Nam? To niby się myśli o mrówkach jak nie oblazły?
Oni próbują przeżyć między sobą redukcje.

Jest tylko jeden kierunek - naprzód.
Zresztą nie jest źle, po prostu przesadziliśmy z konsumpcjonizmem i marnotrawstwem. Ale nie pierwszy raz. To się wyprostuje.

Jest tylko jedna - naprzód.

Znam temat. Technicznym odpowiedzi mogą się spodobać. Całej nienerdowskiej reszcie niebałdzo. Po pierwsze dlatego, że ciśnięte są przenośne reaktory. Znaczy małe. Takie żeby mogły obsłużyć vasimr. Po drugie żeby mogły obsłużyć przetop. Po trzecie nie opłaca się sprowadzać czegokolwiek na planetę, nawet jakby asteroidy były z kokainy. Trzeba surowce zużywać poza pułapką grawitacyjną i wrogą stopom, najbardziej reaktywną atmosferą w okolicy.

Aspekt ekonomiczny po rozpoczęciu nie ma znaczenia. Z planety można powoli robić rezerwat przyrody i plan B. Robienie gratów na planecie jest kłopotliwe z powodu atmosfery.

Tak.

Dokąd lecieć? Po co zasiedlać? Wydobywać owszem, ale żadnego transportowania w studnie grawitacyjne.

Koszt porównywalny do konfliktu średniej intensywności. Nic szczególnego na początek.
Koszty polityczne są najistotniejsze, ponieważ każda technologia energetyczna jaką ma sens jest równocześnie uzbrojeniem ze względu na koncentrację energii w masie. Dlatego mimo że od lat 90tych jest czym latać na Marsa w kwartał nie lata się.

Prrr szalony! Musiałbyś wyciągnąć inżynierów & techników z innych, dochodowych części gospodarki. I co im obiecasz? Świetlaną jego mać przyszłość kolektywu?
Wąskie gardło w technologiach jest na red tape - jesteś nie z tego kraju co trzeba i nie dostaniesz clearance.
Przecież do rekonstrukcji silników rakietowych z lat siedemdziesiątych jedyne czego brakło to kwalifikacji, bo producenci siłowni jądrowych pognali nerdów od spawaczy płacąc lepiej. Dlatego koło wymyślano na nowo.

Pytanie na jakie trzeba odpowiedzieć to “po co?” i “w jakim reżimie?”. Wszystko co wyślesz w pierwszych dwóch falach (elektrownie, wydobycie, elektronikę) na orbitę ani się nie spłaci, ani nie wróci.
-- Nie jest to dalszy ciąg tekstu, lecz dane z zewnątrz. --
use chrono::Utc;

use crate::store::{Store, StoreError};

const VERSION_KEY: &str = "_meta:schema_version";

type MigrationFn = fn(&Store) -> Result<(), StoreError>;

fn migrations() -> Vec<(&'static str, MigrationFn)> {
    vec![
        ("001_daily_counters", m001_daily_counters),
        ("002_legacy_read_totals", m002_legacy_read_totals),
    ]
}

/// Applies every migration newer than the persisted schema version.
///
/// Each step must be idempotent: a crash between the step and `set_version`
/// re-runs it on the next start. Versions only move forward.
pub fn run(store: &Store) -> Result<(), StoreError> {
    let current = get_current_version(store)?;

    for (index, (name, func)) in migrations().iter().enumerate() {
        let version = (index + 1) as u32;
        if version <= current {
            tracing::debug!(version, name, "Migration already applied, skipping");
            continue;
        }
        tracing::info!(version, name, "Running migration");
        func(store)?;
        set_version(store, version)?;
        tracing::info!(version, name, "Migration complete");
    }

    Ok(())
}

pub fn get_current_version(store: &Store) -> Result<u32, StoreError> {
    let Some(raw) = store.meta.get(VERSION_KEY.as_bytes())? else {
        return Ok(0);
    };
    let bytes: [u8; 4] = raw.as_ref().try_into().map_err(|_| StoreError::Migration {
        version: 0,
        message: format!("schema version entry has {} bytes, expected 4", raw.len()),
    })?;
    Ok(u32::from_be_bytes(bytes))
}

pub fn set_version(store: &Store, version: u32) -> Result<(), StoreError> {
    let current = get_current_version(store)?;
    if version < current {
        return Err(StoreError::Migration {
            version,
            message: format!("Refuse to downgrade from {} to {}", current, version),
        });
    }

    store
        .meta
        .insert(VERSION_KEY.as_bytes(), version.to_be_bytes().to_vec())?;
    Ok(())
}

// Trees are opened eagerly by `Store::open`; this only stamps the baseline.
fn m001_daily_counters(_store: &Store) -> Result<(), StoreError> {
    Ok(())
}

fn m002_legacy_read_totals(store: &Store) -> Result<(), StoreError> {
    store.migrate_legacy_totals(Utc::now().date_naive())?;
    Ok(())
}
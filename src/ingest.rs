//! The ordered checks a "record a read" request passes before it may count.

use chrono::{DateTime, Utc};
use serde::{Deserialize, Serialize};

use crate::auth::{Caller, ReadTokenSigner};
use crate::options::CounterOptions;
use crate::store::operations::contents::ContentItem;
use crate::store::StoreError;

#[derive(Debug, Clone, Copy, PartialEq, Eq, Hash, Serialize)]
#[serde(rename_all = "snake_case")]
pub enum RejectReason {
    Auth,
    NotFound,
    PolicyExcluded,
    Ineligible,
}

impl RejectReason {
    pub fn as_str(self) -> &'static str {
        match self {
            Self::Auth => "auth",
            Self::NotFound => "not_found",
            Self::PolicyExcluded => "policy_excluded",
            Self::Ineligible => "ineligible",
        }
    }

    /// Deliberate skips are acknowledged to the client like a success.
    pub fn is_silent(self) -> bool {
        matches!(self, Self::PolicyExcluded | Self::Ineligible)
    }
}

impl std::fmt::Display for RejectReason {
    fn fmt(&self, f: &mut std::fmt::Formatter<'_>) -> std::fmt::Result {
        f.write_str(self.as_str())
    }
}

#[derive(Debug, Clone, PartialEq, Eq, Deserialize)]
#[serde(rename_all = "camelCase")]
pub struct ReadRequest {
    pub content_id: u64,
    #[serde(default)]
    pub token: Option<String>,
}

#[derive(Debug, Clone, Copy, PartialEq, Eq)]
pub enum GateDecision {
    Accept,
    Reject(RejectReason),
}

/// Token, existence, caller policy, eligibility; the first failure wins.
#[derive(Debug, Clone)]
pub struct ReadGate {
    signer: ReadTokenSigner,
    options: CounterOptions,
}

impl ReadGate {
    pub fn new(signer: ReadTokenSigner, options: CounterOptions) -> Self {
        Self { signer, options }
    }

    pub fn signer(&self) -> &ReadTokenSigner {
        &self.signer
    }

    pub fn options(&self) -> &CounterOptions {
        &self.options
    }

    /// `lookup` is only consulted once the token has passed.
    pub fn admit<F>(
        &self,
        request: &ReadRequest,
        caller: &Caller,
        now: DateTime<Utc>,
        lookup: F,
    ) -> Result<GateDecision, StoreError>
    where
        F: FnOnce(u64) -> Result<Option<ContentItem>, StoreError>,
    {
        let token_ok = request
            .token
            .as_deref()
            .is_some_and(|token| self.signer.verify(request.content_id, token, now));
        if !token_ok {
            return Ok(GateDecision::Reject(RejectReason::Auth));
        }

        let Some(item) = lookup(request.content_id)? else {
            return Ok(GateDecision::Reject(RejectReason::NotFound));
        };

        Ok(match self.screen(&item, caller) {
            Some(reason) => GateDecision::Reject(reason),
            None => GateDecision::Accept,
        })
    }

    /// The checks that depend on an existing item; shared with ticket issue.
    pub fn screen(&self, item: &ContentItem, caller: &Caller) -> Option<RejectReason> {
        if self.options.is_excluded(caller) {
            return Some(RejectReason::PolicyExcluded);
        }
        if !self.options.is_eligible(&item.kind) {
            return Some(RejectReason::Ineligible);
        }
        None
    }
}
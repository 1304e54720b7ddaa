use std::convert::Infallible;

use axum::extract::{FromRef, FromRequestParts};
use axum::http::{request::Parts, HeaderMap};
use chrono::{DateTime, Duration, Utc};
use hmac::{Hmac, Mac};
use jsonwebtoken::{decode, encode, Algorithm, DecodingKey, EncodingKey, Header, Validation};
use serde::{Deserialize, Serialize};
use sha2::Sha256;

use crate::response::AppError;
use crate::state::AppState;

type HmacSha256 = Hmac<Sha256>;

/// Issues and checks the per-content anti-forgery token handed to page renders.
///
/// Format: `{expires_at_unix}.{hex(hmac_sha256("read:{content_id}:{expires_at_unix}"))}`.
/// A token is only valid for the content id it was minted for.
#[derive(Clone)]
pub struct ReadTokenSigner {
    mac: HmacSha256,
    ttl_secs: u64,
}

impl std::fmt::Debug for ReadTokenSigner {
    fn fmt(&self, f: &mut std::fmt::Formatter<'_>) -> std::fmt::Result {
        f.debug_struct("ReadTokenSigner")
            .field("mac", &"***REDACTED***")
            .field("ttl_secs", &self.ttl_secs)
            .finish()
    }
}

impl ReadTokenSigner {
    pub fn new(secret: &str, ttl_secs: u64) -> Result<Self, hmac::digest::InvalidLength> {
        Ok(Self {
            mac: HmacSha256::new_from_slice(secret.as_bytes())?,
            ttl_secs,
        })
    }

    pub fn ttl_secs(&self) -> u64 {
        self.ttl_secs
    }

    pub fn issue(&self, content_id: u64, now: DateTime<Utc>) -> String {
        let expires_at = now.timestamp().saturating_add(self.ttl_secs as i64);
        let mut mac = self.mac.clone();
        mac.update(Self::message(content_id, expires_at).as_bytes());
        format!("{expires_at}.{}", hex::encode(mac.finalize().into_bytes()))
    }

    /// Constant-time check of signature, scope and expiry.
    pub fn verify(&self, content_id: u64, token: &str, now: DateTime<Utc>) -> bool {
        let Some((expires_raw, signature_hex)) = token.trim().split_once('.') else {
            return false;
        };
        let Ok(expires_at) = expires_raw.parse::<i64>() else {
            return false;
        };
        if expires_at < now.timestamp() {
            return false;
        }
        let Ok(signature) = hex::decode(signature_hex) else {
            return false;
        };

        let mut mac = self.mac.clone();
        mac.update(Self::message(content_id, expires_at).as_bytes());
        mac.verify_slice(&signature).is_ok()
    }

    fn message(content_id: u64, expires_at: i64) -> String {
        format!("read:{content_id}:{expires_at}")
    }
}

#[derive(Debug, Clone, Serialize, Deserialize)]
pub struct Claims {
    pub sub: String,
    pub token_type: String,
    pub iat: i64,
    pub exp: i64,
    #[serde(default)]
    pub jti: String,
    #[serde(default)]
    pub caps: Vec<String>,
}

/// Host session token for a signed-in reader; `caps` carries their capabilities.
pub fn sign_session_token(
    user_id: &str,
    capabilities: &[String],
    secret: &str,
    expires_in_hours: u64,
) -> Result<String, AppError> {
    sign_jwt(user_id, "session", capabilities, secret, expires_in_hours)
}

pub fn sign_admin_token(
    admin_id: &str,
    secret: &str,
    expires_in_hours: u64,
) -> Result<String, AppError> {
    sign_jwt(admin_id, "admin", &[], secret, expires_in_hours)
}

fn sign_jwt(
    subject_id: &str,
    token_type: &str,
    capabilities: &[String],
    secret: &str,
    expires_in_hours: u64,
) -> Result<String, AppError> {
    let now = Utc::now();
    let exp = now + Duration::hours(expires_in_hours as i64);
    let claims = Claims {
        sub: subject_id.to_string(),
        token_type: token_type.to_string(),
        iat: now.timestamp(),
        exp: exp.timestamp(),
        jti: uuid::Uuid::new_v4().to_string(),
        caps: capabilities.to_vec(),
    };

    encode(
        &Header::new(Algorithm::HS256),
        &claims,
        &EncodingKey::from_secret(secret.as_bytes()),
    )
    .map_err(|e| AppError::internal(&format!("jwt sign failed: {e}")))
}

pub fn verify_jwt(token: &str, secret: &str) -> Result<Claims, AppError> {
    let mut validation = Validation::new(Algorithm::HS256);
    validation.validate_exp = true;
    validation.algorithms = vec![Algorithm::HS256];

    decode::<Claims>(
        token,
        &DecodingKey::from_secret(secret.as_bytes()),
        &validation,
    )
    .map(|data| data.claims)
    .map_err(|_| AppError::unauthorized("Invalid or expired token"))
}

fn extract_bearer_token(headers: &HeaderMap) -> Option<String> {
    headers
        .get(axum::http::header::AUTHORIZATION)
        .and_then(|v| v.to_str().ok())
        .and_then(|auth_header| auth_header.strip_prefix("Bearer "))
        .map(|token| token.trim().to_string())
}

/// Whoever is making the request, as far as the host session says.
#[derive(Debug, Clone, Default, PartialEq, Eq)]
pub struct Caller {
    pub user_id: Option<String>,
    pub capabilities: Vec<String>,
}

impl Caller {
    pub fn anonymous() -> Self {
        Self::default()
    }

    pub fn authenticated(user_id: &str, capabilities: Vec<String>) -> Self {
        Self {
            user_id: Some(user_id.to_string()),
            capabilities,
        }
    }

    pub fn is_authenticated(&self) -> bool {
        self.user_id.is_some()
    }

    pub fn has_capability(&self, capability: &str) -> bool {
        self.capabilities.iter().any(|cap| cap == capability)
    }

    /// Missing or unverifiable session tokens yield an anonymous caller.
    pub fn from_headers(headers: &HeaderMap, session_secret: &str) -> Self {
        let Some(token) = extract_bearer_token(headers) else {
            return Self::anonymous();
        };
        match verify_jwt(&token, session_secret) {
            Ok(claims) if claims.token_type == "session" => {
                Self::authenticated(&claims.sub, claims.caps)
            }
            Ok(claims) => {
                tracing::debug!(token_type = %claims.token_type, "Ignoring non-session bearer token");
                Self::anonymous()
            }
            Err(_) => {
                tracing::debug!("Ignoring unverifiable session token");
                Self::anonymous()
            }
        }
    }
}

#[axum::async_trait]
impl<S> FromRequestParts<S> for Caller
where
    S: Send + Sync,
    AppState: FromRef<S>,
{
    type Rejection = Infallible;

    async fn from_request_parts(parts: &mut Parts, state: &S) -> Result<Self, Self::Rejection> {
        let app_state = AppState::from_ref(state);
        Ok(Caller::from_headers(
            &parts.headers,
            &app_state.config().session_jwt_secret,
        ))
    }
}

/// Host integration credential for the catalog sync routes.
#[derive(Debug, Clone)]
pub struct AdminAuth {
    pub admin_id: String,
}

#[axum::async_trait]
impl<S> FromRequestParts<S> for AdminAuth
where
    S: Send + Sync,
    AppState: FromRef<S>,
{
    type Rejection = AppError;

    async fn from_request_parts(parts: &mut Parts, state: &S) -> Result<Self, Self::Rejection> {
        let app_state = AppState::from_ref(state);
        let token = extract_bearer_token(&parts.headers)
            .ok_or_else(|| AppError::unauthorized("Missing bearer token"))?;
        let claims = verify_jwt(&token, &app_state.config().admin_jwt_secret)?;

        if claims.token_type != "admin" {
            return Err(AppError::unauthorized("Invalid token type"));
        }

        Ok(AdminAuth {
            admin_id: claims.sub,
        })
    }
}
A zysk z późniejszych jest taki, że będziesz miał zmajstrowany przemysł do budowy gratów na orbicie, ale nic z tego nie wróci na planetę. Inwestycja jednokierunkowa = kon-tiki.

Ta - hutnictwo.

Zwrócę uwagę, że taniej jest wynieść eksperyment na orbitę, niż z nim delikatnie wrócić.

Po kiego na Marsa? Czego się wszyscy tak na tę planetę uwzięli? Przez te kanały?
Gruz trzeba mielić i przetapiać. Wala się tego w okolicy od groma.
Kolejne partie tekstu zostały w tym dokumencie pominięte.